Some object-level innovations are small, some are medium-sized, some are huge. It’s no wonder if you look at the historical record and see a Big Innovation that doesn’t look the least bit meta, but had a huge impact by itself and led to lots of other innovations by opening up a new neighborhood picture of search space. This is allowed. Why wouldn’t it be?

You can even get exponential acceleration without anything meta—if, for example, the more knowledge you have, or the more genes you have, the more opportunities you have to make good improvements to them. Without any increase in optimization pressure, the neighborhood gets higher-sloped as you climb it.

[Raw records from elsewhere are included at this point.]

//! # Canonical Serialization: JCS Byte Production
//!
//! `CanonicalBytes` is the only input accepted by the digest and signing
//! functions. Documents are converted to a JSON value, checked, and then
//! written in RFC 8785 (JSON Canonicalization Scheme) form: sorted keys,
//! compact separators, a single deterministic byte sequence.
//!
//! ## Invariant
//!
//! The inner `Vec<u8>` is private and `CanonicalBytes::new()` is the only
//! constructor, so no code path can hash or sign bytes produced by a plain
//! `serde_json::to_vec()`.
//!
//! ## Float Rejection
//!
//! Monetary values are decimal strings throughout the document model.
//! A non-integer JSON number reaching canonicalization means some value
//! bypassed `Amount`/`Percentage`, and is rejected rather than hashed with
//! an ambiguous textual form.

use serde::Serialize;
use serde_json::Value;

use crate::error::CanonicalizationError;

/// Bytes produced exclusively by JCS canonicalization.
///
/// # Invariants
///
/// - The only constructor is `CanonicalBytes::new()`.
/// - Numbers are integers; floats are rejected.
/// - Object keys are sorted, separators are compact.
#[derive(Debug, Clone, PartialEq, Eq, Hash)]
pub struct CanonicalBytes(Vec<u8>);

impl CanonicalBytes {
    /// Construct canonical bytes from any serializable value.
    ///
    /// # Errors
    ///
    /// Returns `CanonicalizationError::FloatRejected` if the value contains a
    /// non-integer number, and `CanonicalizationError::SerializationFailed`
    /// if the value cannot be represented as JSON.
    pub fn new(obj: &impl Serialize) -> Result<Self, CanonicalizationError> {
        let value = serde_json::to_value(obj)?;
        reject_floats(&value)?;
        let s = serde_jcs::to_string(&value)?;
        Ok(Self(s.into_bytes()))
    }

    /// Access the canonical bytes.
    pub fn as_bytes(&self) -> &[u8] {
        &self.0
    }

    /// Returns the length of the canonical byte sequence.
    pub fn len(&self) -> usize {
        self.0.len()
    }

    /// Returns true if the canonical byte sequence is empty.
    pub fn is_empty(&self) -> bool {
        self.0.is_empty()
    }
}

impl AsRef<[u8]> for CanonicalBytes {
    fn as_ref(&self) -> &[u8] {
        &self.0
    }
}

fn reject_floats(value: &Value) -> Result<(), CanonicalizationError> {
    match value {
        Value::Null | Value::Bool(_) | Value::String(_) => Ok(()),
        Value::Number(n) => {
            if n.is_f64() {
                if let Some(f) = n.as_f64() {
                    return Err(CanonicalizationError::FloatRejected(f));
                }
            }
            Ok(())
        }
        Value::Array(items) => items.iter().try_for_each(reject_floats),
        Value::Object(map) => map.values().try_for_each(reject_floats),
    }
}

#[cfg(test)]
mod tests {
    use super::*;

    fn text(cb: &CanonicalBytes) -> &str {
        std::str::from_utf8(cb.as_bytes()).unwrap()
    }

    #[test]
    fn keys_are_sorted() {
        let data = serde_json::json!({"supplier": {"name": "A"}, "currency": "EUR", "code": "001"});
        let cb = CanonicalBytes::new(&data).unwrap();
        assert_eq!(text(&cb), r#"{"code":"001","currency":"EUR","supplier":{"name":"A"}}"#);
    }

    #[test]
    fn nested_arrays_keep_order() {
        let data = serde_json::json!({"lines": [{"i": 2}, {"i": 1}]});
        let cb = CanonicalBytes::new(&data).unwrap();
        assert_eq!(text(&cb), r#"{"lines":[{"i":2},{"i":1}]}"#);
    }

    #[test]
    fn float_amount_is_rejected() {
        let data = serde_json::json!({"totals": {"sum": 10.5}});
        match CanonicalBytes::new(&data) {
            Err(CanonicalizationError::FloatRejected(f)) => assert_eq!(f, 10.5),
            other => panic!("expected FloatRejected, got {other:?}"),
        }
    }

    #[test]
    fn string_amount_passes() {
        let data = serde_json::json!({"sum": "10.50"});
        let cb = CanonicalBytes::new(&data).unwrap();
        assert_eq!(text(&cb), r#"{"sum":"10.50"}"#);
    }

    #[test]
    fn integers_pass() {
        let data = serde_json::json!({"i": 1, "n": -42, "big": 9_999_999_999i64});
        let cb = CanonicalBytes::new(&data).unwrap();
        assert_eq!(text(&cb), r#"{"big":9999999999,"i":1,"n":-42}"#);
    }

    #[test]
    fn unicode_is_not_escaped() {
        let data = serde_json::json!({"name": "Compañía"});
        let cb = CanonicalBytes::new(&data).unwrap();
        assert!(text(&cb).contains("Compañía"));
    }

    #[test]
    fn empty_containers() {
        assert_eq!(CanonicalBytes::new(&serde_json::json!({})).unwrap().as_bytes(), b"{}");
        assert_eq!(CanonicalBytes::new(&serde_json::json!([])).unwrap().as_bytes(), b"[]");
        assert!(!CanonicalBytes::new(&serde_json::json!({})).unwrap().is_empty());
    }
}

My thesis is more along the lines of, “If this is the picture without recursion, just imagine what’s going to happen when we add recursion.”

To anticipate one possible objection: I don’t expect Robin to disagree that modern civilizations underinvest in meta-level improvements because they take time to yield cumulative effects, are new things that don’t have certain payoffs, and worst of all, tend to be public goods. That’s why we don’t have billions of dollars flowing into prediction markets, for example. I, Robin, or Michael Vassar could probably think for five minutes and name five major probable-big-win meta-level improvements that society isn’t investing in.

So if meta-level improvements are rare in the fossil record, it’s not necessarily because it would be hard to improve on evolution, or because meta-level improving doesn’t accomplish much. Rather, evolution doesn’t do anything because it will have a long-term payoff a thousand generations later. Any meta-level improvement also has to grant an object-level fitness advantage in, say, the next two generations, or it will go extinct. This is why we can’t solve the puzzle of how sex evolved by pointing directly to how it speeds up evolution. “This speeds up evolution” is just not a valid reason for something to evolve.

Any creative evolutionary biologist could probably think for five minutes and come up with five great ways that evolution could have improved on evolution—but which happen to be more complicated than the wheel, which evolution evolved on only three known occasions—or don’t happen to grant an immediate fitness benefit to a handful of implementers.